▸ Stored data
════════

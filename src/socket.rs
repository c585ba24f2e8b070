//! Raw non-blocking socket primitives.
//!
//! This is the engine's "external collaborator" layer: socket creation,
//! non-blocking mode, `SO_REUSEADDR`/zero-`SO_LINGER`, and the `SO_ERROR`
//! query the state machine consults on every I/O event. Nothing here knows
//! about connections, helpers, or send queues.

use std::io;
use std::mem::{size_of, size_of_val};
use std::net::{SocketAddr, SocketAddrV4, SocketAddrV6};
use std::os::unix::io::RawFd;

use crate::error;

/// Create a non-blocking `SOCK_STREAM` socket for the address family of
/// `addr`. The descriptor is otherwise unconfigured.
pub(crate) fn new_nonblocking_stream(addr: &SocketAddr) -> io::Result<RawFd> {
    let family = match addr {
        SocketAddr::V4(_) => libc::AF_INET,
        SocketAddr::V6(_) => libc::AF_INET6,
    };

    let fd = unsafe { libc::socket(family, libc::SOCK_STREAM, 0) };
    if fd == -1 {
        return Err(error::os_error());
    }

    if let Err(err) = set_nonblocking(fd) {
        close_raw(fd);
        return Err(err);
    }

    Ok(fd)
}

pub(crate) fn set_nonblocking(fd: RawFd) -> io::Result<()> {
    let flags = unsafe { libc::fcntl(fd, libc::F_GETFL) };
    if flags == -1 {
        return Err(error::os_error());
    }
    if unsafe { libc::fcntl(fd, libc::F_SETFL, flags | libc::O_NONBLOCK) } == -1 {
        return Err(error::os_error());
    }
    Ok(())
}

/// Enable `SO_REUSEADDR`, used by both listening sockets and bound
/// connections before binding.
pub(crate) fn set_reuseaddr(fd: RawFd) -> io::Result<()> {
    set_bool_opt(fd, libc::SOL_SOCKET, libc::SO_REUSEADDR)
}

/// Set `SO_LINGER` with `l_onoff=1, l_linger=0`: a `close` on this
/// descriptor sends RST instead of going through the usual FIN/lingering
/// teardown. Applied to every connection descriptor, active or passive.
pub(crate) fn set_linger0(fd: RawFd) -> io::Result<()> {
    let l = libc::linger {
        l_onoff: 1,
        l_linger: 0,
    };
    let err = unsafe {
        libc::setsockopt(
            fd,
            libc::SOL_SOCKET,
            libc::SO_LINGER,
            &l as *const _ as *const libc::c_void,
            size_of_val(&l) as libc::socklen_t,
        )
    };
    if err == -1 {
        Err(error::os_error())
    } else {
        Ok(())
    }
}

fn set_bool_opt(fd: RawFd, level: libc::c_int, name: libc::c_int) -> io::Result<()> {
    let enable: libc::c_int = 1;
    let err = unsafe {
        libc::setsockopt(
            fd,
            level,
            name,
            &enable as *const _ as *const libc::c_void,
            size_of_val(&enable) as libc::socklen_t,
        )
    };
    if err == -1 {
        Err(error::os_error())
    } else {
        Ok(())
    }
}

/// Query and clear `SO_ERROR`. Every I/O event handler calls this first,
/// per spec.
pub(crate) fn so_error(fd: RawFd) -> io::Result<i32> {
    let mut errno: libc::c_int = 0;
    let mut len = size_of_val(&errno) as libc::socklen_t;
    let err = unsafe {
        libc::getsockopt(
            fd,
            libc::SOL_SOCKET,
            libc::SO_ERROR,
            &mut errno as *mut _ as *mut libc::c_void,
            &mut len,
        )
    };
    if err == -1 {
        Err(error::os_error())
    } else {
        Ok(errno)
    }
}

/// Cast a `std::net::SocketAddr` to the `(*const sockaddr, socklen_t)` pair
/// the raw syscalls want. Safe because `SocketAddrV4`/`SocketAddrV6` share
/// layout with `sockaddr_in`/`sockaddr_in6` on every unix target, same as
/// the standard library's own internal helper.
fn raw_addr(addr: &SocketAddr) -> (*const libc::sockaddr, libc::socklen_t) {
    match addr {
        SocketAddr::V4(a) => (
            a as *const SocketAddrV4 as *const libc::sockaddr,
            size_of::<libc::sockaddr_in>() as libc::socklen_t,
        ),
        SocketAddr::V6(a) => (
            a as *const SocketAddrV6 as *const libc::sockaddr,
            size_of::<libc::sockaddr_in6>() as libc::socklen_t,
        ),
    }
}

pub(crate) fn bind_raw(fd: RawFd, addr: &SocketAddr) -> io::Result<()> {
    let (sa, len) = raw_addr(addr);
    if unsafe { libc::bind(fd, sa, len) } == -1 {
        Err(error::os_error())
    } else {
        Ok(())
    }
}

pub(crate) fn listen_raw(fd: RawFd, backlog: i32) -> io::Result<()> {
    if unsafe { libc::listen(fd, backlog) } == -1 {
        Err(error::os_error())
    } else {
        Ok(())
    }
}

/// One non-blocking connect attempt. `EINPROGRESS`/`EALREADY` (and the
/// Windows `WSAEWOULDBLOCK` equivalent on this platform, would-block) are
/// folded into success: completion arrives via a writable event. `EINTR`
/// is left to the caller to retry, matching the spec's "interrupted
/// retries" rule.
pub(crate) fn connect_once(fd: RawFd, addr: &SocketAddr) -> io::Result<()> {
    let (sa, len) = raw_addr(addr);
    if unsafe { libc::connect(fd, sa, len) } == -1 {
        let err = io::Error::last_os_error();
        if error::is_would_block(&err) || error::is_connect_in_progress(&err) {
            return Ok(());
        }
        return Err(err);
    }
    Ok(())
}

pub(crate) fn close_raw(fd: RawFd) {
    if fd >= 0 {
        let _ = unsafe { libc::close(fd) };
    }
}

/// One non-blocking `accept`. Returns the new descriptor and the peer's
/// address; the new descriptor is left exactly as the kernel gave it
/// (blocking, no options set) — callers finish configuring it.
pub(crate) fn accept_raw(fd: RawFd) -> io::Result<(RawFd, SocketAddr)> {
    let mut storage: libc::sockaddr_storage = unsafe { std::mem::zeroed() };
    let mut len = size_of::<libc::sockaddr_storage>() as libc::socklen_t;
    let new_fd = unsafe {
        libc::accept(
            fd,
            &mut storage as *mut _ as *mut libc::sockaddr,
            &mut len,
        )
    };
    if new_fd == -1 {
        return Err(error::os_error());
    }
    match storage_to_addr(&storage) {
        Ok(addr) => Ok((new_fd, addr)),
        Err(err) => {
            close_raw(new_fd);
            Err(err)
        }
    }
}

fn storage_to_addr(storage: &libc::sockaddr_storage) -> io::Result<SocketAddr> {
    match storage.ss_family as libc::c_int {
        libc::AF_INET => {
            let sa: &libc::sockaddr_in =
                unsafe { &*(storage as *const _ as *const libc::sockaddr_in) };
            let ip = std::net::Ipv4Addr::from(u32::from_be(sa.sin_addr.s_addr));
            let port = u16::from_be(sa.sin_port);
            Ok(SocketAddr::V4(SocketAddrV4::new(ip, port)))
        }
        libc::AF_INET6 => {
            let sa: &libc::sockaddr_in6 =
                unsafe { &*(storage as *const _ as *const libc::sockaddr_in6) };
            let ip = std::net::Ipv6Addr::from(sa.sin6_addr.s6_addr);
            let port = u16::from_be(sa.sin6_port);
            Ok(SocketAddr::V6(SocketAddrV6::new(
                ip,
                port,
                sa.sin6_flowinfo,
                sa.sin6_scope_id,
            )))
        }
        _ => Err(error::invalid_argument("unsupported address family")),
    }
}

pub(crate) fn getsockname(fd: RawFd) -> io::Result<SocketAddr> {
    let mut storage: libc::sockaddr_storage = unsafe { std::mem::zeroed() };
    let mut len = size_of::<libc::sockaddr_storage>() as libc::socklen_t;
    if unsafe { libc::getsockname(fd, &mut storage as *mut _ as *mut libc::sockaddr, &mut len) }
        == -1
    {
        return Err(error::os_error());
    }
    storage_to_addr(&storage)
}

pub(crate) fn getpeername(fd: RawFd) -> io::Result<SocketAddr> {
    let mut storage: libc::sockaddr_storage = unsafe { std::mem::zeroed() };
    let mut len = size_of::<libc::sockaddr_storage>() as libc::socklen_t;
    if unsafe { libc::getpeername(fd, &mut storage as *mut _ as *mut libc::sockaddr, &mut len) }
        == -1
    {
        return Err(error::os_error());
    }
    storage_to_addr(&storage)
}

/// One non-blocking `send`, with the platform's no-signal flag applied so a
/// broken pipe doesn't raise `SIGPIPE` at the call site.
pub(crate) fn send_once(fd: RawFd, buf: &[u8]) -> io::Result<usize> {
    #[cfg(target_os = "linux")]
    const FLAGS: libc::c_int = libc::MSG_NOSIGNAL;
    #[cfg(not(target_os = "linux"))]
    const FLAGS: libc::c_int = 0;

    let n = unsafe {
        libc::send(
            fd,
            buf.as_ptr() as *const libc::c_void,
            buf.len(),
            FLAGS,
        )
    };
    if n < 0 {
        Err(error::os_error())
    } else {
        Ok(n as usize)
    }
}

/// One non-blocking `recv`.
pub(crate) fn recv_once(fd: RawFd, buf: &mut [u8]) -> io::Result<usize> {
    let n = unsafe { libc::recv(fd, buf.as_mut_ptr() as *mut libc::c_void, buf.len(), 0) };
    if n < 0 {
        Err(error::os_error())
    } else {
        Ok(n as usize)
    }
}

════════

▸ Exercise aim
Please show every line above that includes the word "fcntl".

▸ Response to this exercise
    let flags = unsafe { libc::fcntl(fd, libc::F_GETFL) };
    if unsafe { libc::fcntl(fd, libc::F_SETFL, flags | libc::O_NONBLOCK) } == -1 {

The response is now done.